Task description ▸ The records need to be set down again exactly as they appear.
☆ ☆ ☆ ☆ ☆ ☆ ☆
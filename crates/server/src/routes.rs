pub mod auth;
pub mod platforms;
pub mod profiles;
pub mod stats;

use axum::{
    middleware,
    routing::{delete, get, post},
    Json, Router,
};
use tower_http::{
    cors::CorsLayer,
    trace::{DefaultMakeSpan, DefaultOnFailure, DefaultOnRequest, DefaultOnResponse, TraceLayer},
};
use tracing::Level;
use utoipa::OpenApi;
use utoipa_swagger_ui::SwaggerUi;

use common::types::Health;

use crate::openapi::ApiDoc;
use crate::routes::auth::ServerState;

#[utoipa::path(get, path = "/health", tag = "health", responses((status = 200, description = "Service is up")))]
pub async fn health() -> Json<Health> {
    Json(Health { status: "ok" })
}

/// Build the full application router: public routes, token-guarded routes,
/// and the Swagger document.
pub fn build_router(cors: CorsLayer, state: ServerState) -> Router {
    // Routes reachable without a token
    let public = Router::new()
        .route("/health", get(health))
        .route("/api/auth/register", post(auth::register))
        .route("/api/auth/login", post(auth::login))
        .route("/api/auth/logout", post(auth::logout))
        .route("/api/platforms", get(platforms::list))
        .route("/api/profiles/all", get(profiles::all))
        .route("/api/profiles/:id", get(profiles::by_id))
        .route("/api/github/stats/:username", get(stats::github_by_username))
        .route("/api/leetcode/stats/:username", get(stats::leetcode_by_username))
        .route("/api/hackerrank/stats/:username", get(stats::hackerrank_by_username))
        .route("/api/medium/articles/:username", get(stats::medium_by_username))
        .route("/api/linkedin/profile/:username", get(stats::linkedin_by_username))
        .route("/api/twitter/tweets/:username", get(stats::twitter_by_username));

    // Routes that require a logged-in user
    let protected = Router::new()
        .route("/api/auth/me", get(auth::me))
        .route("/api/profiles", post(profiles::upsert).get(profiles::mine).delete(profiles::delete))
        .route("/api/profiles/summary", get(profiles::summary))
        .route("/api/profiles/platform", post(profiles::add_platform))
        .route("/api/profiles/platform/:id", delete(profiles::remove_platform))
        .route("/api/github/stats", get(stats::github_mine))
        .route("/api/leetcode/stats", get(stats::leetcode_mine))
        .route("/api/hackerrank/stats", get(stats::hackerrank_mine))
        .route("/api/medium/articles", get(stats::medium_mine))
        .route("/api/linkedin/profile", get(stats::linkedin_mine))
        .route("/api/twitter/tweets", get(stats::twitter_mine))
        .route_layer(middleware::from_fn_with_state(state.clone(), auth::require_user));

    public
        .merge(protected)
        .merge(SwaggerUi::new("/api-docs").url("/api-docs/openapi.json", ApiDoc::openapi()))
        .with_state(state)
        .layer(cors)
        .layer(
            TraceLayer::new_for_http()
                .make_span_with(DefaultMakeSpan::new().level(Level::INFO).include_headers(false))
                .on_request(DefaultOnRequest::new().level(Level::INFO))
                .on_response(DefaultOnResponse::new().level(Level::INFO).include_headers(false))
                .on_failure(DefaultOnFailure::new().level(Level::ERROR)),
        )
}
☆ ☆ ☆ ☆ ☆ ☆ ☆
Output ▸
filename crates/server/src/routes.rs
pub mod auth;
pub mod platforms;
pub mod profiles;
pub mod stats;

use axum::{
    middleware,
    routing::{delete, get, post},
    Json, Router,
};
use tower_http::{
    cors::CorsLayer,
    trace::{DefaultMakeSpan, DefaultOnFailure, DefaultOnRequest, DefaultOnResponse, TraceLayer},
};
use tracing::Level;
use utoipa::OpenApi;
use utoipa_swagger_ui::SwaggerUi;

use common::types::Health;

use crate::openapi::ApiDoc;
use crate::routes::auth::ServerState;

#[utoipa::path(get, path = "/health", tag = "health", responses((status = 200, description = "Service is up")))]
pub async fn health() -> Json<Health> {
    Json(Health { status: "ok" })
}

/// Build the full application router: public routes, token-guarded routes,
/// and the Swagger document.
pub fn build_router(cors: CorsLayer, state: ServerState) -> Router {
    // Routes reachable without a token
    let public = Router::new()
        .route("/health", get(health))
        .route("/api/auth/register", post(auth::register))
        .route("/api/auth/login", post(auth::login))
        .route("/api/auth/logout", post(auth::logout))
        .route("/api/platforms", get(platforms::list))
        .route("/api/profiles/all", get(profiles::all))
        .route("/api/profiles/:id", get(profiles::by_id))
        .route("/api/github/stats/:username", get(stats::github_by_username))
        .route("/api/leetcode/stats/:username", get(stats::leetcode_by_username))
        .route("/api/hackerrank/stats/:username", get(stats::hackerrank_by_username))
        .route("/api/medium/articles/:username", get(stats::medium_by_username))
        .route("/api/linkedin/profile/:username", get(stats::linkedin_by_username))
        .route("/api/twitter/tweets/:username", get(stats::twitter_by_username));

    // Routes that require a logged-in user
    let protected = Router::new()
        .route("/api/auth/me", get(auth::me))
        .route("/api/profiles", post(profiles::upsert).get(profiles::mine).delete(profiles::delete))
        .route("/api/profiles/summary", get(profiles::summary))
        .route("/api/profiles/platform", post(profiles::add_platform))
        .route("/api/profiles/platform/:id", delete(profiles::remove_platform))
        .route("/api/github/stats", get(stats::github_mine))
        .route("/api/leetcode/stats", get(stats::leetcode_mine))
        .route("/api/hackerrank/stats", get(stats::hackerrank_mine))
        .route("/api/medium/articles", get(stats::medium_mine))
        .route("/api/linkedin/profile", get(stats::linkedin_mine))
        .route("/api/twitter/tweets", get(stats::twitter_mine))
        .route_layer(middleware::from_fn_with_state(state.clone(), auth::require_user));

    public
        .merge(protected)
        .merge(SwaggerUi::new("/api-docs").url("/api-docs/openapi.json", ApiDoc::openapi()))
        .with_state(state)
        .layer(cors)
        .layer(
            TraceLayer::new_for_http()
                .make_span_with(DefaultMakeSpan::new().level(Level::INFO).include_headers(false))
                .on_request(DefaultOnRequest::new().level(Level::INFO))
                .on_response(DefaultOnResponse::new().level(Level::INFO).include_headers(false))
                .on_failure(DefaultOnFailure::new().level(Level::ERROR)),
        )
}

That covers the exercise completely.